O Dia das Crianças é tradicionalmente celebrado em 12 de outubro. Essa data deveria ser marcada por celebração e a alegria da infância. Todavia, no Brasil, precisamos fazer dessa data também um momento de reflexão sobre o futuro das crianças do nosso país, especialmente em relação à educação e à alfabetização. Embora o Brasil tenha implementado iniciativas como o Compromisso Nacional Criança Alfabetizada, os desafios continuam gigantescos. Isso porque, um pouco mais da metade das crianças brasileiras foram alfabetizadas no ano passado, um avanço tímido diante das necessidades educacionais do país, dados revelados pelo Instituto Nacional de Estudos e Pesquisas Educacionais Anísio Teixeira (Inep, 2023). A pandemia de COVID-19 agravou ainda mais as desigualdades preexistentes, aprofundando o abismo educacional entre crianças de diferentes classes sociais​.

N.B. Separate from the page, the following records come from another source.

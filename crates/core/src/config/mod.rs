//! Configuration loading and schema definitions

mod loader;
mod schema;

pub use loader::Config;
pub use schema::*;
//! Overpass response parsing
//!
//! Elements are decoded one at a time so a single odd element costs only
//! itself. A payload without a top-level `elements` array is malformed as a
//! whole.

use crate::error::ApiResult;
use meetpoint_core::category::CategoryTable;
use meetpoint_core::poi::{FeatureKind, PoiId, PointOfInterest};
use meetpoint_geo::Coordinate;
use serde::Deserialize;
use std::collections::{BTreeMap, HashSet};
use tracing::{debug, warn};

/// Placeholder some mappers put in `name`; treated as no name at all.
const PLACEHOLDER_NAME: &str = "unknown";

#[derive(Debug, Deserialize)]
struct OverpassResponse {
    elements: Vec<serde_json::Value>,
    /// Set by the server on runtime errors such as hitting its own timeout
    #[serde(default)]
    remark: Option<String>,
}

#[derive(Debug, Deserialize)]
struct RawElement {
    #[serde(rename = "type")]
    kind: String,
    id: i64,
    lat: Option<f64>,
    lon: Option<f64>,
    center: Option<LatLon>,
    #[serde(default)]
    tags: BTreeMap<String, String>,
}

#[derive(Debug, Deserialize)]
struct LatLon {
    lat: f64,
    lon: f64,
}

/// Why an element did not become a POI
#[derive(Debug, Clone, Copy, PartialEq, Eq)]
pub enum Discard {
    /// Element did not match the expected shape (missing id, non-string tags)
    Malformed,
    /// Kind other than `node` or `way`
    UnsupportedKind,
    /// No usable coordinate for the kind
    MissingCoordinate,
    /// Coordinate present but out of range
    InvalidCoordinate,
    /// Name missing, blank, or the `unknown` placeholder
    Unnamed,
}

/// Parse a raw response body into POIs.
///
/// Fails only when the body as a whole is not an Overpass JSON document.
pub fn parse_response(body: &str, categories: &CategoryTable) -> ApiResult<Vec<PointOfInterest>> {
    let response: OverpassResponse = serde_json::from_str(body)?;

    if let Some(remark) = response.remark.as_deref() {
        warn!(remark, "Overpass returned a remark; results may be partial");
    }

    Ok(parse_elements(&response.elements, categories))
}

/// Convert decoded elements into POIs, dropping unusable ones.
///
/// The first occurrence of a kind-qualified id wins.
pub fn parse_elements(
    elements: &[serde_json::Value],
    categories: &CategoryTable,
) -> Vec<PointOfInterest> {
    let mut seen = HashSet::with_capacity(elements.len());
    let mut pois = Vec::with_capacity(elements.len());
    let mut discarded = 0usize;

    for element in elements {
        match parse_element(element, categories) {
            Ok(poi) => {
                if seen.insert(poi.id) {
                    pois.push(poi);
                }
            }
            Err(reason) => {
                discarded += 1;
                debug!(?reason, id = ?element.get("id"), "Discarding element");
            }
        }
    }

    debug!(kept = pois.len(), discarded, "Parsed Overpass elements");
    pois
}

/// Convert a single element.
pub fn parse_element(
    element: &serde_json::Value,
    categories: &CategoryTable,
) -> Result<PointOfInterest, Discard> {
    let raw = RawElement::deserialize(element).map_err(|_| Discard::Malformed)?;

    let kind = raw.kind.parse::<FeatureKind>().map_err(|_| Discard::UnsupportedKind)?;

    let (lat, lon) = match kind {
        FeatureKind::Node => raw.lat.zip(raw.lon),
        FeatureKind::Way => raw.center.as_ref().map(|c| (c.lat, c.lon)),
    }
    .ok_or(Discard::MissingCoordinate)?;

    let coordinate = Coordinate::try_new(lat, lon).map_err(|_| Discard::InvalidCoordinate)?;

    let name = usable_name(&raw.tags).ok_or(Discard::Unnamed)?;

    Ok(PointOfInterest {
        id: PoiId::new(kind, raw.id),
        coordinate,
        name,
        category: categories.classify(&raw.tags),
        tags: raw.tags,
    })
}

fn usable_name(tags: &BTreeMap<String, String>) -> Option<String> {
    let name = tags.get("name")?.trim();
    if name.is_empty() || name.eq_ignore_ascii_case(PLACEHOLDER_NAME) {
        None
    } else {
        Some(name.to_string())
    }
}
//! Meetpoint CLI
//!
//! Reads a participant list, finds its centroid, and lists places to meet
//! around it.

use clap::{Parser, Subcommand};
use meetpoint_core::config::{Config, LoggingConfig};
use meetpoint_telemetry::TelemetryConfig;
use owo_colors::OwoColorize;
use std::path::PathBuf;
use std::process::ExitCode;

mod commands;
mod input;

use commands::{centroid, discover, query};

/// Find places to meet halfway
#[derive(Parser)]
#[command(name = "meetpoint")]
#[command(author, version, about, long_about = None)]
#[command(propagate_version = true)]
struct Cli {
    /// Enable verbose output
    #[arg(short, long, global = true)]
    verbose: bool,

    /// Output format (text, json)
    #[arg(short, long, global = true, default_value = "text")]
    format: String,

    /// Path to meetpoint.toml (searched for when omitted)
    #[arg(short, long, global = true)]
    config: Option<String>,

    #[command(subcommand)]
    command: Commands,
}

#[derive(Subcommand)]
enum Commands {
    /// Print the centroid of the participants
    Centroid {
        /// JSON file with `[{latitude, longitude, address?}]` ("-" for stdin)
        participants: PathBuf,
    },

    /// Print the Overpass QL that discovery would send
    Query {
        /// JSON file with participants ("-" for stdin)
        participants: PathBuf,

        /// Override the configured radius in meters
        #[arg(short, long)]
        radius: Option<f64>,
    },

    /// Discover places around the centroid
    Discover {
        /// JSON file with participants ("-" for stdin)
        participants: PathBuf,

        /// Only show places whose name or category matches
        #[arg(short, long)]
        query: Option<String>,

        /// Override the configured radius in meters
        #[arg(short, long)]
        radius: Option<f64>,
    },
}

/// Logs follow `--format`: JSON lines for `json`, compact text otherwise
fn telemetry_config(cli: &Cli, logging: &LoggingConfig) -> TelemetryConfig {
    let level = if cli.verbose {
        "meetpoint=debug,meetpoint_engine=debug,meetpoint_overpass=debug".to_string()
    } else {
        logging.level.clone()
    };
    TelemetryConfig::default()
        .with_log_level(level)
        .with_json(cli.format == "json")
}

#[tokio::main]
async fn main() -> ExitCode {
    let cli = Cli::parse();

    let config = match Config::load(cli.config.as_deref()) {
        Ok(config) => config,
        Err(e) => {
            eprintln!("{} {}", "Error:".red().bold(), e);
            return ExitCode::FAILURE;
        }
    };

    if let Err(e) = meetpoint_telemetry::init_with_config(telemetry_config(&cli, &config.schema.logging)) {
        eprintln!("{} {}", "Warning:".yellow().bold(), e);
    }

    let result = match cli.command {
        Commands::Centroid { participants } => centroid::run(&participants, &cli.format),

        Commands::Query { participants, radius } => {
            query::run(&config, &participants, radius, &cli.format)
        }

        Commands::Discover { participants, query, radius } => {
            discover::run(&config, &participants, query.as_deref(), radius, &cli.format).await
        }
    };

    match result {
        Ok(()) => ExitCode::SUCCESS,
        Err(e) => {
            eprintln!("{} {:#}", "Error:".red().bold(), e);
            ExitCode::FAILURE
        }
    }
}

A Importância do Dia das Crianças para a Educação

Apesar do Dia das Crianças tradicionalmente ser visto como um dia de lazer, muitas crianças no, Brasil, vivem em condições de extrema pobreza, sem acesso as condições mínimas de dignidade da pessoa humana como: moradia, alimentação, saúde, segurança e à educação de qualidade. Dados do Relatório de Avaliação Nacional da Alfabetização (ANA), divulgado pelo INEP, apontam que apenas 56% das crianças foram ou estão alfabetizadas ao fim do ciclo inicial do ensino fundamental. Esses números evidenciam que quase metade das crianças brasileiras não desenvolveram as competências básicas de leitura e escrita, prejudicando sua trajetória escolar, inserção social​ e seu desenvolvimento cognitivo.

O Impacto da Pandemia na Alfabetização Infantil

A crise sanitária global de COVID-19 trouxe desafios sem precedentes para a educação no Brasil. Escolas foram fechadas, e a transição para o ensino remoto foi marcada por desigualdades. Cerca de 4,8 milhões de crianças ficaram sem acesso à educação adequada durante o período mais crítico da pandemia. Crianças de famílias vulneráveis foram as mais afetadas, expondo uma desigualdade estrutural histórica que persiste no sistema educacional brasileiro​.

As políticas públicas falharam em mitigar esses impactos. Dados do Sistema de Avaliação da Educação Básica (Saeb) revelam que, entre 2019 e 2021, houve uma queda significativa no desempenho de estudantes, e os mais prejudicados foram os alunos de escolas públicas nas regiões Norte e Nordeste. Essas regiões registraram as taxas mais baixas de resposta a questionários educacionais, mostrando uma desconexão entre as políticas de educação remota e a realidade de infraestrutura digital nesses locais.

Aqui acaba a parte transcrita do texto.